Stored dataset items
· · ·

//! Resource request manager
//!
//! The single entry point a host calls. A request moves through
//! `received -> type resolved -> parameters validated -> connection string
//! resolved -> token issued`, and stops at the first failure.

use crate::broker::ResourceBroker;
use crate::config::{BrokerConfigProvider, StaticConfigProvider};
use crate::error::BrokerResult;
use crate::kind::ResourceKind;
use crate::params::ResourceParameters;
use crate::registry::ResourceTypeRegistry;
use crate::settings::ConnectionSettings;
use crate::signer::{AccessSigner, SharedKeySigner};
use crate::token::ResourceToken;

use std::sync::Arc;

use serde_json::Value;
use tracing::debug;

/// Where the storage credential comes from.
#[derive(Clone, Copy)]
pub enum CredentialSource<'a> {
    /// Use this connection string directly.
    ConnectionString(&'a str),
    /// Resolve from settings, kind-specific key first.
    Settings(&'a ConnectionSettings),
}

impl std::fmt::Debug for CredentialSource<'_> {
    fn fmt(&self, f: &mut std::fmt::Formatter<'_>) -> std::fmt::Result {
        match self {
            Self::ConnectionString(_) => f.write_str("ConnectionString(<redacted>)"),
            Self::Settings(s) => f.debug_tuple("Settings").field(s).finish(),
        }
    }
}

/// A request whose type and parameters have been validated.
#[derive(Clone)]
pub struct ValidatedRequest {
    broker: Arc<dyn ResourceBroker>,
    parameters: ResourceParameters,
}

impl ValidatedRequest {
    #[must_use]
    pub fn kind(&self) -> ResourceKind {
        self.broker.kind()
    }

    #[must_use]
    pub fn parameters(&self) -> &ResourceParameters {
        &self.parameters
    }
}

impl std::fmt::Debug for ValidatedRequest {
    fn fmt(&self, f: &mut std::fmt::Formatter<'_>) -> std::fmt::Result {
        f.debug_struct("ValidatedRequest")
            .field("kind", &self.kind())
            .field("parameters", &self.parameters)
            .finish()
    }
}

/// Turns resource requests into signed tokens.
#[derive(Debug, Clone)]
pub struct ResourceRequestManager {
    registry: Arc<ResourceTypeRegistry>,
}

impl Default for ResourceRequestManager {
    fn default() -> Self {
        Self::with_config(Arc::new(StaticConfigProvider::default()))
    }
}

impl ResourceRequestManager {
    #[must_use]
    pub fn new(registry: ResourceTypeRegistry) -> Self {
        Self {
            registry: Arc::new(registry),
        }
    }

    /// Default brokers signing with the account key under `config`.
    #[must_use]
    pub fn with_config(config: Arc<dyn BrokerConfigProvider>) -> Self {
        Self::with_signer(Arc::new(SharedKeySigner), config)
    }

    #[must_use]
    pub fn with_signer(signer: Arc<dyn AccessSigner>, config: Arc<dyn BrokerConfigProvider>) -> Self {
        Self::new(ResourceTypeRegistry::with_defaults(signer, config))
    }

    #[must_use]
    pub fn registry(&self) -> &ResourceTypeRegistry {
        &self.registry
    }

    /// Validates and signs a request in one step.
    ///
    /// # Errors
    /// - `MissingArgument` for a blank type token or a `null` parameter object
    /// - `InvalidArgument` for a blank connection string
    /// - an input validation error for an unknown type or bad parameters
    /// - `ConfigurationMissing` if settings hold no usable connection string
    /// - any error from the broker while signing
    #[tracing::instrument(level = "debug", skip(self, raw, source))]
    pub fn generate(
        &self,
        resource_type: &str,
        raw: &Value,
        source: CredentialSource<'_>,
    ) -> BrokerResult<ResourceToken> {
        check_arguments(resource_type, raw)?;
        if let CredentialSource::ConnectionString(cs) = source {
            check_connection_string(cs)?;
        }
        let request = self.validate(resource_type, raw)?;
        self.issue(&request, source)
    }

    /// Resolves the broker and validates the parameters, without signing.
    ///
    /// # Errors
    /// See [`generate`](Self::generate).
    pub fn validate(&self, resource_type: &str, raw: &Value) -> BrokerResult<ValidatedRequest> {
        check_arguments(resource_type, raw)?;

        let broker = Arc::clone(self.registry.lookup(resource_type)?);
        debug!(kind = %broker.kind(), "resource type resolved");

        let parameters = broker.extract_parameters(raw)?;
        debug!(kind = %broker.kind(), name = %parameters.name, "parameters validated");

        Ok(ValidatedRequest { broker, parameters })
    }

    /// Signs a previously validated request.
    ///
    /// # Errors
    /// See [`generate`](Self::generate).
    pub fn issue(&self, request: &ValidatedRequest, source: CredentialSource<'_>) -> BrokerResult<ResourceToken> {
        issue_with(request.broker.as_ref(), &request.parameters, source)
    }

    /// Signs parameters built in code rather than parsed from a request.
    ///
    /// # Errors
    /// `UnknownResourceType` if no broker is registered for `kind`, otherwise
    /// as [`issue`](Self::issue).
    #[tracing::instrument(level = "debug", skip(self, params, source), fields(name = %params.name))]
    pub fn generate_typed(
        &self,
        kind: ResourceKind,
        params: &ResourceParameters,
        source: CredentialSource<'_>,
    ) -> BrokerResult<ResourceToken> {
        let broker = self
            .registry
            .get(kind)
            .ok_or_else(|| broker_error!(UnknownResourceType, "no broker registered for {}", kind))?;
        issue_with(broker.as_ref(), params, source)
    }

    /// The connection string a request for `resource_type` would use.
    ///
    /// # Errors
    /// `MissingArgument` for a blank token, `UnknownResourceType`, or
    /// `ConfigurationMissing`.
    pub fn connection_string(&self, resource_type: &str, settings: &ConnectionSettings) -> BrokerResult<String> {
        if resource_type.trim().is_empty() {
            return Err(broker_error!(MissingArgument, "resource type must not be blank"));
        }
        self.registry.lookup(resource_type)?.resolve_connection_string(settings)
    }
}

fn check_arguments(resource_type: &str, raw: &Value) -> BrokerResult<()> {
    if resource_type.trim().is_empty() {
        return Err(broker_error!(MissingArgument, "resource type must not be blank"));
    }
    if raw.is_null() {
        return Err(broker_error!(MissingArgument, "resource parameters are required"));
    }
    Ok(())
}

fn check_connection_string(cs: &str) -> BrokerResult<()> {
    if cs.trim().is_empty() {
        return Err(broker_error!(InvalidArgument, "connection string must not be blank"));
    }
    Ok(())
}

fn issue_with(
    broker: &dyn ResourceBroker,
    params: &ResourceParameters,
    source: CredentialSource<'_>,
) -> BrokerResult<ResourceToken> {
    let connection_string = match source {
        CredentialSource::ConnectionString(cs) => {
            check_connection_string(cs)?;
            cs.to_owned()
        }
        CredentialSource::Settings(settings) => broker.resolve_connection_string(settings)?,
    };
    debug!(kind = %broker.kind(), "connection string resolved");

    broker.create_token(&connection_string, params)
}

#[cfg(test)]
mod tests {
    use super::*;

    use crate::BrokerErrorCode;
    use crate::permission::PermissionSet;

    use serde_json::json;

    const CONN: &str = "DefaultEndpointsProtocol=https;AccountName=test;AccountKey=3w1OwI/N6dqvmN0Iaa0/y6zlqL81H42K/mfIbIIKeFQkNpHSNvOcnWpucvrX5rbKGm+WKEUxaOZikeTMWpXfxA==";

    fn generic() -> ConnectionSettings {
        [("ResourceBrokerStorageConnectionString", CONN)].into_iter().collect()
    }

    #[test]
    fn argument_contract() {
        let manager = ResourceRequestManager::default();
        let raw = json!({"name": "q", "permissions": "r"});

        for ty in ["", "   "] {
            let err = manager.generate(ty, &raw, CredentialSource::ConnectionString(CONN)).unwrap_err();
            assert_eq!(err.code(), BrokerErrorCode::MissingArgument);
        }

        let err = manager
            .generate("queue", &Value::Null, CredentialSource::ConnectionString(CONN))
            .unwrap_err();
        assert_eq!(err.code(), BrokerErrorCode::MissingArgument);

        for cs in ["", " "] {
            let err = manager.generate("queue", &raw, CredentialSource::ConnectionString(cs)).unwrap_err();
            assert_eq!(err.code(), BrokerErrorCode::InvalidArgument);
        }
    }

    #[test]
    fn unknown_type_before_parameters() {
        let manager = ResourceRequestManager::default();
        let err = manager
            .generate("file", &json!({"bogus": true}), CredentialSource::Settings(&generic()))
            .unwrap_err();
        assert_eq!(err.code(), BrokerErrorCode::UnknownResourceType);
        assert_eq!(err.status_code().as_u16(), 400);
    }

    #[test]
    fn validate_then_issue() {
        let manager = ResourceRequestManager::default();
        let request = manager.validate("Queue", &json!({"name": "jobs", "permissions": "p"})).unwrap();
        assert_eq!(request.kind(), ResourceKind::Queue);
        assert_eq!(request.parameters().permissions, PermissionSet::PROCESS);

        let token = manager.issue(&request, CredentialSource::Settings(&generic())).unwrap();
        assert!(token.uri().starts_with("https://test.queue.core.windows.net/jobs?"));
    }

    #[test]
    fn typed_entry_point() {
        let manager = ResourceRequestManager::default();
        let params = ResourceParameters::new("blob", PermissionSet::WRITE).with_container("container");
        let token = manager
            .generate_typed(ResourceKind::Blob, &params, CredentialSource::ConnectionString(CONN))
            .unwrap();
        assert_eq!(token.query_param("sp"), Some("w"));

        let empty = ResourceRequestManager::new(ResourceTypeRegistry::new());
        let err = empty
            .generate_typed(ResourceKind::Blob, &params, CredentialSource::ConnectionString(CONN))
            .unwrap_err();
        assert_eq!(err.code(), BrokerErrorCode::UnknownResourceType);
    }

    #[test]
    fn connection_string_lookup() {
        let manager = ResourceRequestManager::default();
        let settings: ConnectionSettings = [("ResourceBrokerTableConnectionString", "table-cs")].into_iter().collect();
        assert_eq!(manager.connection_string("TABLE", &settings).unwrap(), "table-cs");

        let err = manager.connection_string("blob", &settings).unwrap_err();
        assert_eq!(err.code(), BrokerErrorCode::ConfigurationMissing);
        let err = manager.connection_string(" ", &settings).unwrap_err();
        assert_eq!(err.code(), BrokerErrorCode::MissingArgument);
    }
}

· · ·

WORK TASK:
With "ResourceTypeRegistry" as the string to find, copy every line of the records that holds it.

EXERCISE OUTPUT:
use crate::registry::ResourceTypeRegistry;
    registry: Arc<ResourceTypeRegistry>,
    pub fn new(registry: ResourceTypeRegistry) -> Self {
        Self::new(ResourceTypeRegistry::with_defaults(signer, config))
    pub fn registry(&self) -> &ResourceTypeRegistry {
        let empty = ResourceRequestManager::new(ResourceTypeRegistry::new());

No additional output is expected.